Who’s Bitching At Watchmen?

watchmen1Seriously people?  Seriously?  There is a time to bitch and complain, but this isn’t it.

Maybe I should come back a few steps first actually.  Here’s where I’m at:

I read Watchmen about four years ago for the first time.  This is the thing with books like Watchmen:  I compare it to works like those of Shakespeare, in which these are groundbreaking, genre defining stories.  Watchmen shaped comics for years to come.  Even now, the ‘deconstruction of the superhero’ is rampant in books across publishers and genres.  In the same way, Shakespeare defined the ideas that we see constantly in stories today.  Romeo and Juliet has been played out a hundred different ways with different characters and settings, for example.

But are these really the best examples of the genre today?  Can you relate to Watchmen as well as you could something that was only just recently published that waded in the same waters?  If you go back to the original text of Romeo and Juliet, will it read as well as a more modern interpretation to you?  My point is that the original instances of a piece of art can inspire thousands of later artists, but that doesn’t necessarily mean it’s the end-all be-all, or that it’s the best example of an idea; it’s simply the first.

I have two points I’m going to make here.  This is the first: Changes were made, get over it.  Watchmen isn’t the holy word of insert-deity-of-choice-here.  That being said, Snyder fought a hard, hard fight to keep this movie from getting movie-executive’d, from making this into the next Fantastic Four, and to maintain a level of comic-to-film translation that we have never, ever seen.  He took panels of the book and brought them to life, page by page.  He gave us the exact same brutal Rorschach as in the book.  The same sonnovabitch but ultimately sad Comedian, the same cold Manhattan.  He threw so much fan service into the film that I know I caught maybe a quarter of it, and yet people are railing like mad.
Did you really hate the film that much, or is the fan-stick up your ass just being twisted by the fact that the giant squid was taken out?  The impression that I’m getting is that a lot of fan-based reviews are structured so that there are two sentences about how amazing the film is, and then seven paragraphs about what Snyder changed, and about how he betrayed the trust of the fans, and blah blah blah.  So there’s this initial outburst of ‘that was awesome’ and then just a bunch of crying that leaves the reader feeling like the movie is just one big disappointment.

I get the movie isn’t perfect.  I get there are flaws with the ending, and that perhaps we were cheated out of a more intellectual, pure conclusion than what is in the graphic novel.  Did that ruin the entire film?  Is the movie, the two and a half hours before the ending, just a big pile of suck?  The end result of things are the same, the pathway there was just a little bit different.  I guess if you can’t get your head around that, then maybe I’m just wasting bytes.  You don’t have to like it.  Rail, hate, do what you have to, but don’t discount the effort and the amazing transition this film made from a picture book format.

So, the second point: just like Shakespeare and Watchmen ushered in a new way to tell stories, a new seedling of an idea, so too can this film.  This is our chance to tell the studios, “Look.  Look at this success.  Look at what happens when Dr.

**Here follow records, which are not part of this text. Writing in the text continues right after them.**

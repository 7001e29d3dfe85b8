// Expression emission
use std::sync::OnceLock;

use regex::Regex;

use crate::ast::{AssignOp, BinaryOp, LiteralKind, NodeId, NodeKind, TypeRef, UnaryOp, UpdateOp};
use crate::model::Receiver;
use crate::naming::{renamed_constant, value_name};
use crate::resolve::{last_segment, CalleeInfo, Resolve, ResolvedType};
use crate::scope::DeclKind;

use super::items::EnumGetter;
use super::Emitter;

fn unicode_escape() -> &'static Regex {
    static RE: OnceLock<Regex> = OnceLock::new();
    RE.get_or_init(|| Regex::new(r"\\u+([0-9a-fA-F]{4})").expect("constant pattern"))
}

/// Rewrite `\uXXXX` escapes into Rust's `\u{XXXX}`
fn rust_escapes(text: &str) -> String {
    unicode_escape().replace_all(text, r"\u{${1}}").into_owned()
}

/// Drop the long suffix; leading-zero octal becomes `0o`
pub(crate) fn integer_literal(text: &str) -> String {
    let digits = text.trim_end_matches(['l', 'L']);
    let octal = digits.len() > 1
        && digits.starts_with('0')
        && digits.chars().all(|c| c.is_ascii_digit() || c == '_');
    if octal {
        format!("0o{}", &digits[1..])
    } else {
        digits.to_string()
    }
}

/// Drop `f`/`d` suffixes and make sure the literal reads as floating
pub(crate) fn floating_literal(text: &str) -> String {
    let hex = text.starts_with("0x") || text.starts_with("0X");
    let mut out = if hex {
        text.to_string()
    } else {
        text.trim_end_matches(['f', 'F', 'd', 'D']).to_string()
    };
    if out.starts_with('.') {
        out.insert(0, '0');
    }
    if !hex && !out.contains(['.', 'e', 'E']) {
        out.push_str(".0");
    }
    out
}

/// Text block content as a one-line string literal with incidental indentation
/// removed; line breaks are escaped so re-indentation cannot alter the value
pub(crate) fn text_block(text: &str) -> String {
    let inner = text.trim_start_matches("\"\"\"").trim_end_matches("\"\"\"");
    let inner = match inner.find('\n') {
        Some(newline) => &inner[newline + 1..],
        None => inner,
    };
    let lines: Vec<&str> = inner.split('\n').collect();
    let closing_alone = lines.last().is_some_and(|l| l.trim().is_empty());
    let indent = lines
        .iter()
        .enumerate()
        .filter(|(i, l)| !l.trim().is_empty() || (closing_alone && *i == lines.len() - 1))
        .map(|(_, l)| l.len() - l.trim_start().len())
        .min()
        .unwrap_or(0);
    let body = lines
        .iter()
        .map(|l| l.get(indent..).unwrap_or_else(|| l.trim_start()).trim_end())
        .collect::<Vec<_>>()
        .join("\\n");
    let body = body.replace("\\\"", "\"").replace('"', "\\\"");
    format!("\"{}\"", rust_escapes(&body))
}

/// Braces in literal text of a format string
fn format_escape(text: &str) -> String {
    text.replace('{', "{{").replace('}', "}}")
}

/// One operand of a flattened string concatenation
enum Part {
    Literal(String),
    Arg(String),
}
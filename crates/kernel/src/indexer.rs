//! Splits a serialized message into per-field values.
//!
//! Only the top level is decoded: delimited payloads are kept as raw bytes,
//! and group contents are walked for framing but kept raw until read.

use proto_kernel_buffers::Reader;

use crate::field::Value;
use crate::storage::Storage;
use crate::wire::{read_tag, WireType};
use crate::KernelError;

pub(crate) fn build_storage(reader: &mut Reader<'_>, pivot: usize) -> Result<Storage, KernelError> {
    let mut storage = Storage::new(pivot);
    while !reader.is_empty() {
        let (field_number, wire_type) = read_tag(reader)?;
        let value = match wire_type {
            WireType::Varint => Value::Varint(reader.varint()?),
            WireType::Fixed64 => Value::Fixed64(reader.fixed64()?),
            WireType::Delimited => Value::Delimited(reader.delimited()?.to_vec()),
            WireType::StartGroup => Value::Group(skip_group(reader, field_number)?.to_vec()),
            WireType::EndGroup => return Err(KernelError::UnexpectedEndGroup(field_number)),
            WireType::Fixed32 => Value::Fixed32(reader.fixed32()?),
        };
        storage.entry(field_number).values.push(value);
    }
    Ok(storage)
}

/// Advances past a group whose start tag was just read and returns its
/// contents, excluding the end marker.
///
/// Nested groups are tracked on an explicit stack, so nesting depth is bounded
/// by the input length rather than the call stack.
fn skip_group<'a>(reader: &mut Reader<'a>, field_number: u32) -> Result<&'a [u8], KernelError> {
    let start = reader.x;
    let mut open = vec![field_number];
    while let Some(&innermost) = open.last() {
        if reader.is_empty() {
            return Err(KernelError::UnterminatedGroup(innermost));
        }
        let tag_start = reader.x;
        let (nested, wire_type) = read_tag(reader)?;
        match wire_type {
            WireType::EndGroup if nested == innermost => {
                open.pop();
                if open.is_empty() {
                    return Ok(&reader.uint8[start..tag_start]);
                }
            }
            WireType::EndGroup => {
                return Err(KernelError::MismatchedEndGroup {
                    expected: innermost,
                    found: nested,
                });
            }
            WireType::StartGroup => open.push(nested),
            WireType::Varint => {
                reader.varint()?;
            }
            WireType::Fixed64 => {
                reader.fixed64()?;
            }
            WireType::Delimited => {
                reader.delimited()?;
            }
            WireType::Fixed32 => {
                reader.fixed32()?;
            }
        }
    }
    Err(KernelError::UnterminatedGroup(field_number))
}
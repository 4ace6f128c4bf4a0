//! Growable binary writer for the proto wire format.

/// A binary buffer writer that grows automatically as needed.
///
/// Fixed-width integers are written little-endian, as the proto wire format
/// requires. Variable-length integers use base-128 groups with the high bit
/// as continuation flag.
///
/// # Example
///
/// ```
/// use proto_kernel_buffers::Writer;
///
/// let mut writer = Writer::new();
/// writer.varint(300);
/// writer.fixed32(1);
/// assert_eq!(writer.flush(), [0xac, 0x02, 0x01, 0x00, 0x00, 0x00]);
/// ```
pub struct Writer {
    /// The underlying byte buffer.
    pub uint8: Vec<u8>,
    /// Position where last flush happened.
    pub x0: usize,
    /// Current cursor position.
    pub x: usize,
    /// Allocation size when buffer needs to grow.
    alloc_size: usize,
}

impl Default for Writer {
    fn default() -> Self {
        Self::new()
    }
}

impl Writer {
    /// Creates a new writer with the default allocation size (1KB).
    pub fn new() -> Self {
        Self::with_alloc_size(1024)
    }

    /// Creates a new writer with custom allocation size.
    pub fn with_alloc_size(alloc_size: usize) -> Self {
        Self {
            uint8: vec![0u8; alloc_size],
            x0: 0,
            x: 0,
            alloc_size,
        }
    }

    /// Ensures the buffer has at least `capacity` bytes available.
    pub fn ensure_capacity(&mut self, capacity: usize) {
        let remaining = self.uint8.len() - self.x;
        if remaining >= capacity {
            return;
        }
        let pending = self.x - self.x0;
        let required = pending + capacity;
        let new_size = if required <= self.alloc_size {
            self.alloc_size
        } else {
            required * 2
        };
        let mut grown = vec![0u8; new_size];
        grown[..pending].copy_from_slice(&self.uint8[self.x0..self.x]);
        self.uint8 = grown;
        self.x = pending;
        self.x0 = 0;
    }

    /// Number of bytes written since the last flush.
    pub fn len(&self) -> usize {
        self.x - self.x0
    }

    /// Returns `true` when nothing was written since the last flush.
    pub fn is_empty(&self) -> bool {
        self.x == self.x0
    }

    /// Returns the written data and advances the flush position.
    pub fn flush(&mut self) -> Vec<u8> {
        let result = self.uint8[self.x0..self.x].to_vec();
        self.x0 = self.x;
        result
    }

    /// Writes an unsigned base-128 varint (1 to 10 bytes).
    pub fn varint(&mut self, mut val: u64) {
        self.ensure_capacity(10);
        while val >= 0x80 {
            self.uint8[self.x] = (val as u8 & 0x7f) | 0x80;
            self.x += 1;
            val >>= 7;
        }
        self.uint8[self.x] = val as u8;
        self.x += 1;
    }

    /// Writes an unsigned 32-bit integer (little-endian).
    #[inline]
    pub fn fixed32(&mut self, val: u32) {
        self.buf(&val.to_le_bytes());
    }

    /// Writes an unsigned 64-bit integer (little-endian).
    #[inline]
    pub fn fixed64(&mut self, val: u64) {
        self.buf(&val.to_le_bytes());
    }

    /// Writes a byte slice.
    pub fn buf(&mut self, buf: &[u8]) {
        let length = buf.len();
        self.ensure_capacity(length);
        self.uint8[self.x..self.x + length].copy_from_slice(buf);
        self.x += length;
    }

    /// Writes a varint length prefix followed by the bytes.
    pub fn delimited(&mut self, buf: &[u8]) {
        self.varint(buf.len() as u64);
        self.buf(buf);
    }
}

#[cfg(test)]
mod tests {
    use super::*;

    #[test]
    fn test_varint_single_byte() {
        let mut writer = Writer::new();
        writer.varint(0);
        writer.varint(1);
        writer.varint(127);
        assert_eq!(writer.flush(), [0x00, 0x01, 0x7f]);
    }

    #[test]
    fn test_varint_multi_byte() {
        let mut writer = Writer::new();
        writer.varint(128);
        assert_eq!(writer.flush(), [0x80, 0x01]);
        writer.varint(12345);
        assert_eq!(writer.flush(), [0xb9, 0x60]);
        writer.varint(u64::MAX);
        let data = writer.flush();
        assert_eq!(data.len(), 10);
        assert_eq!(data[9], 0x01);
    }

    #[test]
    fn test_fixed_little_endian() {
        let mut writer = Writer::new();
        writer.fixed32(0x01020304);
        assert_eq!(writer.flush(), [0x04, 0x03, 0x02, 0x01]);
        writer.fixed64(1);
        assert_eq!(writer.flush(), [1, 0, 0, 0, 0, 0, 0, 0]);
    }

    #[test]
    fn test_delimited() {
        let mut writer = Writer::new();
        writer.delimited(b"abc");
        assert_eq!(writer.flush(), [0x03, b'a', b'b', b'c']);
    }

    #[test]
    fn test_grows_past_alloc_size() {
        let mut writer = Writer::with_alloc_size(2);
        writer.buf(&[1, 2, 3, 4, 5]);
        writer.varint(6);
        assert_eq!(writer.len(), 6);
        assert_eq!(writer.flush(), [1, 2, 3, 4, 5, 6]);
        assert!(writer.is_empty());
    }
}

Doom isn’t a little bitch.  Look at what happens when you don’t do emo Peter Parker with fourteen villains, or when The Punisher isn’t a joke.  Look at The Dark Knight, being a gloomy comic-based film, and look at Watchmen, making brutal, adult, pure reconstructions of graphic novels and being a resounding success.”  This is our chance to make the Watchmen film the sort of springboard that the first Sam Raimi Spider-man film was, or the first Nolan Batman.  Comic book based films have a chance now, but this business is about money.  So Watchmen can flop or Watchmen can have a massively successful second week, and that will, I guarantee, be a huge piece of evidence for or against faithful comic book adaptations in the future.  Don’t let the little things hold back your enthusiasm, don’t let them ruin the experience for you, and if you feel like seeing it again, give it another go, with an open mind, and see what you think.

3 comments

  1. Very good point. However, you do realize that the food banks are barren? Even in posh and rich orange county. They get dibs on the movie, it stayed very true to the book. This movie just came out at the wrong time. Everyone is broke right now. And as weird and crazy as Alan Moore is I have to agree and paraphrase him,

    “The whole point was that I wanted to prove to the world that a story like this could ONLY be done in a graphic novel. People are killing comics with movie remakes”

  2. Yeah, but see, the thing is, it apparently *wasn’t* something that can only be done in a graphic novel. Snyder made an incredibly detailed and faithful adaptation of the comic, and I think it’s only going to be more blatantly obvious once we get our hands on the directors cut.

    I don’t want to see comics butchered and neutered and turned into some grotesque parody of itself (coughcoughFantasticFourcoughDaredevilcoughcough) but as a wanna-be storyteller myself, if there is a faithful adaptation of my work that reaches millions where before it was a niche piece, I’d be honored, not crying about the format or the fact that the sex scene was longer than I thought it should be.